(Collected data entries)
_____
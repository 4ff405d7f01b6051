//! Hand-rolled subcommand parsing for the three-way `write`/`read`/
//! `capacity` surface. A three-subcommand CLI doesn't need a full argument
//! parsing crate on top of a plain `argv` walk.

use anyhow::anyhow;

#[derive(Debug, PartialEq)]
pub enum Command {
    Write {
        input: String,
        output: String,
        payload: Option<String>,
    },
    Read {
        input: String,
        output: Option<String>,
    },
    Capacity {
        input: String,
    },
}

pub const USAGE: &str = "\
Usage: pdfid <subcommand> [args]

Subcommands:
    write <input.pdf> <output.pdf> [<payload_file>]
    read <input.pdf> [<output_file>]
    capacity <input.pdf>
";

/// Parses `argv` (excluding the program name). Returns a human-readable
/// usage error on malformed input; the CLI dispatch layer maps that to
/// exit code 1.
pub fn parse(argv: &[String]) -> anyhow::Result<Command> {
    let Some((subcommand, rest)) = argv.split_first() else {
        return Err(anyhow!("{USAGE}"));
    };

    match subcommand.as_str() {
        "write" => match rest {
            [input, output] => Ok(Command::Write {
                input: input.clone(),
                output: output.clone(),
                payload: None,
            }),
            [input, output, payload] => Ok(Command::Write {
                input: input.clone(),
                output: output.clone(),
                payload: Some(payload.clone()),
            }),
            _ => Err(anyhow!(
                "write: expected <input.pdf> <output.pdf> [<payload_file>]\n{USAGE}"
            )),
        },
        "read" => match rest {
            [input] => Ok(Command::Read {
                input: input.clone(),
                output: None,
            }),
            [input, output] => Ok(Command::Read {
                input: input.clone(),
                output: Some(output.clone()),
            }),
            _ => Err(anyhow!("read: expected <input.pdf> [<output_file>]\n{USAGE}")),
        },
        "capacity" => match rest {
            [input] => Ok(Command::Capacity {
                input: input.clone(),
            }),
            _ => Err(anyhow!("capacity: expected <input.pdf>\n{USAGE}")),
        },
        other => Err(anyhow!("unknown subcommand '{other}'\n{USAGE}")),
    }
}

#[cfg(test)]
mod tests {
    use super::*;

    fn args(v: &[&str]) -> Vec<String> {
        v.iter().map(|s| s.to_string()).collect()
    }

    #[test]
    fn parses_write_without_payload() {
        let cmd = parse(&args(&["write", "in.pdf", "out.pdf"])).unwrap();
        assert_eq!(
            cmd,
            Command::Write {
                input: "in.pdf".into(),
                output: "out.pdf".into(),
                payload: None,
            }
        );
    }

    #[test]
    fn parses_write_with_payload() {
        let cmd = parse(&args(&["write", "in.pdf", "out.pdf", "payload.bin"])).unwrap();
        assert_eq!(
            cmd,
            Command::Write {
                input: "in.pdf".into(),
                output: "out.pdf".into(),
                payload: Some("payload.bin".into()),
            }
        );
    }

    #[test]
    fn parses_read_without_output() {
        let cmd = parse(&args(&["read", "in.pdf"])).unwrap();
        assert_eq!(
            cmd,
            Command::Read {
                input: "in.pdf".into(),
                output: None,
            }
        );
    }

    #[test]
    fn parses_capacity() {
        let cmd = parse(&args(&["capacity", "in.pdf"])).unwrap();
        assert_eq!(
            cmd,
            Command::Capacity {
                input: "in.pdf".into(),
            }
        );
    }

    #[test]
    fn rejects_unknown_subcommand() {
        assert!(parse(&args(&["frobnicate", "in.pdf"])).is_err());
    }

    #[test]
    fn rejects_missing_arguments() {
        assert!(parse(&args(&["write", "in.pdf"])).is_err());
        assert!(parse(&args(&["capacity"])).is_err());
        assert!(parse(&args(&[])).is_err());
    }
}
_____
Description of the task
This task calls for every entry above to be transcribed exactly.

Task response
repository 4ff405d7f01b6051
//! Hand-rolled subcommand parsing for the three-way `write`/`read`/
//! `capacity` surface. A three-subcommand CLI doesn't need a full argument
//! parsing crate on top of a plain `argv` walk.

use anyhow::anyhow;

#[derive(Debug, PartialEq)]
pub enum Command {
    Write {
        input: String,
        output: String,
        payload: Option<String>,
    },
    Read {
        input: String,
        output: Option<String>,
    },
    Capacity {
        input: String,
    },
}

pub const USAGE: &str = "\
Usage: pdfid <subcommand> [args]

Subcommands:
    write <input.pdf> <output.pdf> [<payload_file>]
    read <input.pdf> [<output_file>]
    capacity <input.pdf>
";

/// Parses `argv` (excluding the program name). Returns a human-readable
/// usage error on malformed input; the CLI dispatch layer maps that to
/// exit code 1.
pub fn parse(argv: &[String]) -> anyhow::Result<Command> {
    let Some((subcommand, rest)) = argv.split_first() else {
        return Err(anyhow!("{USAGE}"));
    };

    match subcommand.as_str() {
        "write" => match rest {
            [input, output] => Ok(Command::Write {
                input: input.clone(),
                output: output.clone(),
                payload: None,
            }),
            [input, output, payload] => Ok(Command::Write {
                input: input.clone(),
                output: output.clone(),
                payload: Some(payload.clone()),
            }),
            _ => Err(anyhow!(
                "write: expected <input.pdf> <output.pdf> [<payload_file>]\n{USAGE}"
            )),
        },
        "read" => match rest {
            [input] => Ok(Command::Read {
                input: input.clone(),
                output: None,
            }),
            [input, output] => Ok(Command::Read {
                input: input.clone(),
                output: Some(output.clone()),
            }),
            _ => Err(anyhow!("read: expected <input.pdf> [<output_file>]\n{USAGE}")),
        },
        "capacity" => match rest {
            [input] => Ok(Command::Capacity {
                input: input.clone(),
            }),
            _ => Err(anyhow!("capacity: expected <input.pdf>\n{USAGE}")),
        },
        other => Err(anyhow!("unknown subcommand '{other}'\n{USAGE}")),
    }
}

#[cfg(test)]
mod tests {
    use super::*;

    fn args(v: &[&str]) -> Vec<String> {
        v.iter().map(|s| s.to_string()).collect()
    }

    #[test]
    fn parses_write_without_payload() {
        let cmd = parse(&args(&["write", "in.pdf", "out.pdf"])).unwrap();
        assert_eq!(
            cmd,
            Command::Write {
                input: "in.pdf".into(),
                output: "out.pdf".into(),
                payload: None,
            }
        );
    }

    #[test]
    fn parses_write_with_payload() {
        let cmd = parse(&args(&["write", "in.pdf", "out.pdf", "payload.bin"])).unwrap();
        assert_eq!(
            cmd,
            Command::Write {
                input: "in.pdf".into(),
                output: "out.pdf".into(),
                payload: Some("payload.bin".into()),
            }
        );
    }

    #[test]
    fn parses_read_without_output() {
        let cmd = parse(&args(&["read", "in.pdf"])).unwrap();
        assert_eq!(
            cmd,
            Command::Read {
                input: "in.pdf".into(),
                output: None,
            }
        );
    }

    #[test]
    fn parses_capacity() {
        let cmd = parse(&args(&["capacity", "in.pdf"])).unwrap();
        assert_eq!(
            cmd,
            Command::Capacity {
                input: "in.pdf".into(),
            }
        );
    }

    #[test]
    fn rejects_unknown_subcommand() {
        assert!(parse(&args(&["frobnicate", "in.pdf"])).is_err());
    }

    #[test]
    fn rejects_missing_arguments() {
        assert!(parse(&args(&["write", "in.pdf"])).is_err());
        assert!(parse(&args(&["capacity"])).is_err());
        assert!(parse(&args(&[])).is_err());
    }
}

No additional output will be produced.